- TRY IT -
Filter the data for "clone" and copy matching lines.

- RECORDS SUPPLIED -
// src/logging.rs

//! Logging setup for `nowpub` using `tracing` + `tracing-subscriber`.
//!
//! Priority for determining the log level:
//! 1. `--log-level` CLI flag (if provided)
//! 2. `NOWPUB_LOG` environment variable (e.g. "info", "debug")
//! 3. default to `info`

use anyhow::Result;
use tracing_subscriber::fmt;

use crate::cli::LogLevel;

/// Initialise global logging subscriber.
///
/// Safe to call once at startup.
pub fn init_logging(cli_level: Option<LogLevel>) -> Result<()> {
    let level = match cli_level {
        Some(lvl) => level_from_log_level(lvl),
        None => std::env::var("NOWPUB_LOG")
            .ok()
            .and_then(|s| parse_level_str(&s))
            .unwrap_or(tracing::Level::INFO),
    };

    fmt()
        .with_max_level(level)
        .with_target(true)
        .with_thread_ids(false)
        .with_thread_names(false)
        .init();

    Ok(())
}

fn level_from_log_level(lvl: LogLevel) -> tracing::Level {
    match lvl {
        LogLevel::Error => tracing::Level::ERROR,
        LogLevel::Warn => tracing::Level::WARN,
        LogLevel::Info => tracing::Level::INFO,
        LogLevel::Debug => tracing::Level::DEBUG,
        LogLevel::Trace => tracing::Level::TRACE,
    }
}

fn parse_level_str(s: &str) -> Option<tracing::Level> {
    match s.trim().to_lowercase().as_str() {
        "error" => Some(tracing::Level::ERROR),
        "warn" | "warning" => Some(tracing::Level::WARN),
        "info" => Some(tracing::Level::INFO),
        "debug" => Some(tracing::Level::DEBUG),
        "trace" => Some(tracing::Level::TRACE),
        _ => None,
    }
}
// tests/common/mod.rs

//! Shared fakes for integration tests.
//!
//! `FakeGit` and `FakeFetcher` let pipeline tests run without real
//! repositories or processes; `FakeBackend` lets runtime tests record
//! which runs were dispatched and synthesize completions.

#![allow(dead_code)]

use std::collections::HashSet;
use std::fs;
use std::path::{Path, PathBuf};
use std::sync::{Arc, Mutex};

use tokio::sync::mpsc;

use nowpub::engine::{JobBackend, JobOutcome, RunReason, RuntimeEvent};
use nowpub::errors::{Result, RunError};
use nowpub::exec::Fetcher;
use nowpub::git::GitBackend;

/// A fake git backend that records every operation as a plain string and
/// can be told to conflict on merge, reject pushes, or report an empty
/// staged diff.
pub struct FakeGit {
    pub ops: Arc<Mutex<Vec<String>>>,
    pub refs: Arc<Mutex<HashSet<String>>>,
    pub merge_conflict: bool,
    pub push_rejected: bool,
    pub staged_changes: bool,
}

impl FakeGit {
    pub fn with_refs(refs: &[&str]) -> Self {
        Self {
            ops: Arc::new(Mutex::new(Vec::new())),
            refs: Arc::new(Mutex::new(refs.iter().map(|s| s.to_string()).collect())),
            merge_conflict: false,
            push_rejected: false,
            staged_changes: true,
        }
    }

    pub fn recorded(&self) -> Vec<String> {
        self.ops.lock().unwrap().clone()
    }

    fn record(&self, op: impl Into<String>) {
        self.ops.lock().unwrap().push(op.into());
    }
}

impl GitBackend for FakeGit {
    async fn fetch_remote(&self, remote: &str) -> Result<()> {
        self.record(format!("fetch {remote}"));
        Ok(())
    }

    async fn checkout(&self, branch: &str) -> Result<()> {
        self.record(format!("checkout {branch}"));
        Ok(())
    }

    async fn create_branch(&self, branch: &str, start_point: &str) -> Result<()> {
        self.record(format!("checkout -b {branch} {start_point}"));
        self.refs
            .lock()
            .unwrap()
            .insert(format!("refs/heads/{branch}"));
        Ok(())
    }

    async fn has_ref(&self, refname: &str) -> Result<bool> {
        Ok(self.refs.lock().unwrap().contains(refname))
    }

    async fn fast_forward(&self, refname: &str) -> Result<()> {
        self.record(format!("merge --ff-only {refname}"));
        Ok(())
    }

    async fn merge(&self, branch: &str) -> Result<()> {
        self.record(format!("merge {branch}"));
        if self.merge_conflict {
            return Err(RunError::Git {
                op: "merge".to_string(),
                detail: "CONFLICT (content): fake conflict".to_string(),
            });
        }
        Ok(())
    }

    async fn abort_merge(&self) -> Result<()> {
        self.record("merge --abort");
        Ok(())
    }

    async fn stage_dir(&self, dir: &Path) -> Result<()> {
        self.record(format!("add {}", dir.display()));
        Ok(())
    }

    async fn has_staged_changes(&self, _dir: &Path) -> Result<bool> {
        Ok(self.staged_changes)
    }

    async fn commit(&self, message: &str) -> Result<()> {
        self.record(format!("commit {message}"));
        Ok(())
    }

    async fn head_commit(&self) -> Result<String> {
        Ok("fakecommit123".to_string())
    }

    async fn push(&self, remote: &str, branch: &str) -> Result<()> {
        self.record(format!("push {remote} {branch}"));
        if self.push_rejected {
            return Err(RunError::Git {
                op: "push".to_string(),
                detail: "non-fast-forward".to_string(),
            });
        }
        Ok(())
    }
}

/// A fake fetcher that writes fixed snapshot files instead of spawning a
/// process, or fails with a configured exit code.
pub struct FakeFetcher {
    pub output_dir: PathBuf,
    pub files: Vec<(String, String)>,
    pub exit_code: Option<i32>,
    pub create_output: bool,
}

impl FakeFetcher {
    pub fn writing(output_dir: &str, files: &[(&str, &str)]) -> Self {
        Self {
            output_dir: PathBuf::from(output_dir),
            files: files
                .iter()
                .map(|(n, c)| (n.to_string(), c.to_string()))
                .collect(),
            exit_code: None,
            create_output: true,
        }
    }

    pub fn failing(code: i32) -> Self {
        Self {
            output_dir: PathBuf::new(),
            files: Vec::new(),
            exit_code: Some(code),
            create_output: false,
        }
    }

    pub fn silent() -> Self {
        Self {
            output_dir: PathBuf::new(),
            files: Vec::new(),
            exit_code: None,
            create_output: false,
        }
    }
}

impl Fetcher for FakeFetcher {
    async fn prepare(&self, _work_tree: &Path) -> Result<()> {
        Ok(())
    }

    async fn fetch(&self, work_tree: &Path) -> Result<()> {
        if let Some(code) = self.exit_code {
            return Err(RunError::Fetch { code });
        }
        if !self.create_output {
            return Ok(());
        }
        let root = work_tree.join(&self.output_dir);
        fs::create_dir_all(&root)?;
        for (name, contents) in &self.files {
            fs::write(root.join(name), contents)?;
        }
        Ok(())
    }
}

/// A fake job backend that records dispatched runs and, if configured,
/// immediately reports a completion for each.
pub struct FakeBackend {
    pub runs: Arc<Mutex<Vec<RunReason>>>,
    pub auto_outcome: Option<JobOutcome>,
    pub runtime_tx: mpsc::Sender<RuntimeEvent>,
}

impl JobBackend for FakeBackend {
    async fn spawn_run(&mut self, reason: RunReason) -> anyhow::Result<()> {
        self.runs.lock().unwrap().push(reason);
        if let Some(outcome) = &self.auto_outcome {
            self.runtime_tx
                .send(RuntimeEvent::RunCompleted {
                    outcome: outcome.clone(),
                })
                .await
                .map_err(anyhow::Error::from)?;
        }
        Ok(())
    }
}
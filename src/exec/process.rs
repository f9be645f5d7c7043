// src/exec/process.rs

use std::path::Path;
use std::process::{ExitStatus, Stdio};

use tokio::io::{AsyncBufReadExt, BufReader};
use tokio::process::Command;
use tracing::{debug, info};

use crate::errors::Result;

/// Run a shell command line to completion and return its exit status.
///
/// The command string is handed to the platform shell (`sh -c` on Unix,
/// `cmd /C` on Windows). stdout and stderr are piped and drained line by
/// line at debug level so OS buffers never fill.
///
/// Extra environment variables are applied via `Command::env` only; they
/// never appear in the argument list, so a credential passed here stays
/// out of process-list logs. Callers log variable *names* if they need to.
pub async fn run_shell(
    label: &str,
    command: &str,
    cwd: &Path,
    envs: &[(String, String)],
) -> Result<ExitStatus> {
    info!(task = %label, cmd = %command, "starting process");

    let mut cmd = if cfg!(windows) {
        let mut c = Command::new("cmd");
        c.arg("/C").arg(command);
        c
    } else {
        let mut c = Command::new("sh");
        c.arg("-c").arg(command);
        c
    };

    cmd.current_dir(cwd)
        .stdout(Stdio::piped())
        .stderr(Stdio::piped())
        .kill_on_drop(true);

    for (key, value) in envs {
        cmd.env(key, value);
    }

    let mut child = cmd.spawn()?;

    if let Some(stdout) = child.stdout.take() {
        let label = label.to_string();
        tokio::spawn(async move {
            let reader = BufReader::new(stdout);
            let mut lines = reader.lines();
            while let Ok(Some(line)) = lines.next_line().await {
                debug!(task = %label, "stdout: {}", line);
            }
        });
    }

    if let Some(stderr) = child.stderr.take() {
        let label = label.to_string();
        tokio::spawn(async move {
            let reader = BufReader::new(stderr);
            let mut lines = reader.lines();
            while let Ok(Some(line)) = lines.next_line().await {
                debug!(task = %label, "stderr: {}", line);
            }
        });
    }

    let status = child.wait().await?;

    info!(
        task = %label,
        exit_code = status.code().unwrap_or(-1),
        success = status.success(),
        "process exited"
    );

    Ok(status)
}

- EXERCISE RESPONSE -
        self.ops.lock().unwrap().clone()
                    outcome: outcome.clone(),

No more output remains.